This roulette glossary explains the terms players see at the wheel, on the layout, in rules pages, and in casino-side discussions. The most important words are zero, house edge, inside bet, outside bet, payout, true odds, La Partage, En Prison, dolly, and no more bets.
Quick Facts
- Roulette terms often mix math, layout language, and dealer procedure.
- “To 1” payout means net profit, not including returned stake.
- Zero is the main source of the standard roulette house edge.
- Inside bets usually pay more but hit less often.
- Outside bets hit more often but still carry the house edge.

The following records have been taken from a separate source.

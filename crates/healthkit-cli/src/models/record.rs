use chrono::{Duration, NaiveDate, NaiveDateTime};
use serde::{Deserialize, Serialize};

/// A single timestamped health measurement
#[derive(Debug, Clone, PartialEq, Serialize, Deserialize)]
#[serde(rename_all = "camelCase")]
pub struct Record {
    /// Bare type name, e.g. `HeartRate` or `MindfulSession`
    #[serde(rename = "type")]
    pub record_type: String,

    /// Device or app that wrote the sample
    pub source_name: Option<String>,

    /// Measured quantity; `1.0` for occurrence-only samples
    pub value: f64,

    pub unit: Option<String>,

    /// Calendar day the sample started on
    pub start_date: NaiveDate,

    /// Calendar day the sample ended on
    pub end_date: Option<NaiveDate>,

    /// Full start timestamp (wall clock)
    pub start_time: NaiveDateTime,

    /// Full end timestamp (wall clock)
    pub end_time: Option<NaiveDateTime>,

    /// `end_time - start_time`
    #[serde(default, with = "super::duration_secs", rename = "durationSeconds")]
    pub duration: Option<Duration>,
}

impl Record {
    /// Whole days between the end and start dates
    pub fn day_span(&self) -> Option<i64> {
        self.end_date.map(|end| (end - self.start_date).num_days())
    }
}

- French terms such as La Partage and En Prison can reduce even-money bet cost.
- Use this glossary with the roulette guide and roulette odds.
Plain Talk
Roulette is easy to watch but full of terms that confuse beginners.
Some terms describe the wheel: zero, double zero, single-zero wheel, double-zero wheel. Some describe the betting layout: inside bets, outside bets, dozens, columns, splits, streets, corners, six-lines. Some describe procedure: no more bets, dolly, color chips, settlement. Some describe math: probability, expected value, house edge, RTP, variance.
This page keeps the definitions plain. It is not a hype sheet. It is a working vocabulary for players who want to understand what they are actually betting on.
For standard roulette rules and payouts, Wizard of Odds roulette basics is a useful reference. For formal live-table procedure, see the Massachusetts roulette rules. For broad historical context, Britannica’s roulette overview defines roulette as a banking game played against the house.
How It Works
Use this glossary in three ways:
- Read the beginner terms first if you are new.
- Use the bet terms when reading payout charts.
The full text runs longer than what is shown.